BEGIN

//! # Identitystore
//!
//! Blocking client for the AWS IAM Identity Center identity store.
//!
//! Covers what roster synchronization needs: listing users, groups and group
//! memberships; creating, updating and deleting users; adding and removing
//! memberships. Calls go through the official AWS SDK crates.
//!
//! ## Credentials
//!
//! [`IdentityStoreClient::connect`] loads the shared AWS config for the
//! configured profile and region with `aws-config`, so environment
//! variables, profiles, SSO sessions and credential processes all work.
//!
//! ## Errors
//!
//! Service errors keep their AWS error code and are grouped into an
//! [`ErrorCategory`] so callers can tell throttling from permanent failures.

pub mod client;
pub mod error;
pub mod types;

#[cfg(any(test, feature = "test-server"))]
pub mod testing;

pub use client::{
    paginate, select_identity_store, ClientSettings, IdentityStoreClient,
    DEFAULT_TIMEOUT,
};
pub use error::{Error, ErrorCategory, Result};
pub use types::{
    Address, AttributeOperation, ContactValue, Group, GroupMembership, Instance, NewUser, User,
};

END
BEGIN

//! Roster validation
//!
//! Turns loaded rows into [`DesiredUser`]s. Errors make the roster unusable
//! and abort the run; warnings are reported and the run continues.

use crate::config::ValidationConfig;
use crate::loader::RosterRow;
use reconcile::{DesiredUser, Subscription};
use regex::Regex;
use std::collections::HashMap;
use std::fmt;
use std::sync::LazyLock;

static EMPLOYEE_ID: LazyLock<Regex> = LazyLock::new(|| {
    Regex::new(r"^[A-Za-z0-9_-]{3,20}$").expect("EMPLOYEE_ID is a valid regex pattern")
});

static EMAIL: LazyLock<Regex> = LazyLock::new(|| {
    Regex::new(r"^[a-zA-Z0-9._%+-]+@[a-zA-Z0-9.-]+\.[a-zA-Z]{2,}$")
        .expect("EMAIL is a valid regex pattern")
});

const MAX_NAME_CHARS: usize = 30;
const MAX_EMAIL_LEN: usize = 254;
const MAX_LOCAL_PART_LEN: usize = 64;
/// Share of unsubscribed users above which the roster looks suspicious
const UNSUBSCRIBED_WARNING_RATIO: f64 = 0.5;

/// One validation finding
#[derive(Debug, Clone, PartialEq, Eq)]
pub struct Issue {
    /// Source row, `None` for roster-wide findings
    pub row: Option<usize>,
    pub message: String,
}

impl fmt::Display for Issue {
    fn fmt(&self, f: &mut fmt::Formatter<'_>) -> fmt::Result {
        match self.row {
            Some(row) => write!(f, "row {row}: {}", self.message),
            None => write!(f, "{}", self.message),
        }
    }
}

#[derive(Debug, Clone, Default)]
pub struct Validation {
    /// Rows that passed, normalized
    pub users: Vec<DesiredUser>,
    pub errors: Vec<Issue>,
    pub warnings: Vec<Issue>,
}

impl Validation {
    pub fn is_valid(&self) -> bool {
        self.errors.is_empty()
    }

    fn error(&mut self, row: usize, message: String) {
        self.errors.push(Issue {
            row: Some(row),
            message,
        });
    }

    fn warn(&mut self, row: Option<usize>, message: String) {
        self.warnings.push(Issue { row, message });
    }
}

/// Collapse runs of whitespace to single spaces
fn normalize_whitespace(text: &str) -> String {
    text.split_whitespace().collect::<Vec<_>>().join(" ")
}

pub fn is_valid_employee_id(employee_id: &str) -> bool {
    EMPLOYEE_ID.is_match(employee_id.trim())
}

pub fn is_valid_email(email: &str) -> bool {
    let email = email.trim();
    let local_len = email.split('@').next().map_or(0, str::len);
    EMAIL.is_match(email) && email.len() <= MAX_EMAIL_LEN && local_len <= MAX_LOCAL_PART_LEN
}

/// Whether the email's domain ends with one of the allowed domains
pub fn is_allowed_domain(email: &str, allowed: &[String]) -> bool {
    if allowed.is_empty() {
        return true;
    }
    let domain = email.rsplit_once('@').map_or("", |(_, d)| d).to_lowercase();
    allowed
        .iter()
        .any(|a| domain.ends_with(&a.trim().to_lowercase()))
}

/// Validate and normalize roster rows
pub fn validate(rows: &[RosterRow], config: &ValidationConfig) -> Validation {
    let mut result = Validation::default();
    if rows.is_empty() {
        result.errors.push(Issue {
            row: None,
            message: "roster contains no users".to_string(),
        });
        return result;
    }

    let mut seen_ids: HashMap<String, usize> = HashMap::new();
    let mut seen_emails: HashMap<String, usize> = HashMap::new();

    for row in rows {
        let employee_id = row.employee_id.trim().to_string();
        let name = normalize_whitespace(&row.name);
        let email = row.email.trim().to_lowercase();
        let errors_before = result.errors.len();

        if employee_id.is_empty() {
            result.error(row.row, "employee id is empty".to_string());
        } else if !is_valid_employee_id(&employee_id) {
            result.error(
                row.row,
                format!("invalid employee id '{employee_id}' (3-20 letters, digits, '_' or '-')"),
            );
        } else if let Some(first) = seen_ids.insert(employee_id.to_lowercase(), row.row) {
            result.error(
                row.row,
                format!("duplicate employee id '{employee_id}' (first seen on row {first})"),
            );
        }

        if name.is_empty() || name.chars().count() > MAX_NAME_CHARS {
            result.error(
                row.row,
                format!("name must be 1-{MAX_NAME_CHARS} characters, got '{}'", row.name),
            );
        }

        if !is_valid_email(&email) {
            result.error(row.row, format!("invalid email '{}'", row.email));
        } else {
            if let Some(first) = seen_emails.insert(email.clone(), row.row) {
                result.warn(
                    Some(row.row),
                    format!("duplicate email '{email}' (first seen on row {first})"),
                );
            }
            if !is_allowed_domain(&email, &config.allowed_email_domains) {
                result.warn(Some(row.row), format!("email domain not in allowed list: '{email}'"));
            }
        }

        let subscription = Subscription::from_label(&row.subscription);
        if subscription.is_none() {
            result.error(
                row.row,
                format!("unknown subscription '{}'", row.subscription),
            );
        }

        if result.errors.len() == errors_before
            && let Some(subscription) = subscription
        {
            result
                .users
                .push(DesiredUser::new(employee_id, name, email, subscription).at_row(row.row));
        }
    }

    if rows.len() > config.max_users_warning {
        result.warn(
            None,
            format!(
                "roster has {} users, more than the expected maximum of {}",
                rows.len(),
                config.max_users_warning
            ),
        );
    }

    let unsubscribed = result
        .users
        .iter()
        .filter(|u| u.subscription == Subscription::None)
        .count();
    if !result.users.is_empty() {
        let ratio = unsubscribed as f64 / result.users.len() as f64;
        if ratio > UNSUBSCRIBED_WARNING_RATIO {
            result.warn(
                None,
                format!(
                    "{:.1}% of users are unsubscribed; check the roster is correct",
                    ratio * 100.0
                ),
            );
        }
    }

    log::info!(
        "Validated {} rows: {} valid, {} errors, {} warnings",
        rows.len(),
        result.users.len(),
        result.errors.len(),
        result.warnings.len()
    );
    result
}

END

What is expected:
Copy out each line of the listing that holds "push".

Solved exercise:
        self.errors.push(Issue {
        self.warnings.push(Issue { row, message });
        result.errors.push(Issue {
                .push(DesiredUser::new(employee_id, name, email, subscription).at_row(row.row));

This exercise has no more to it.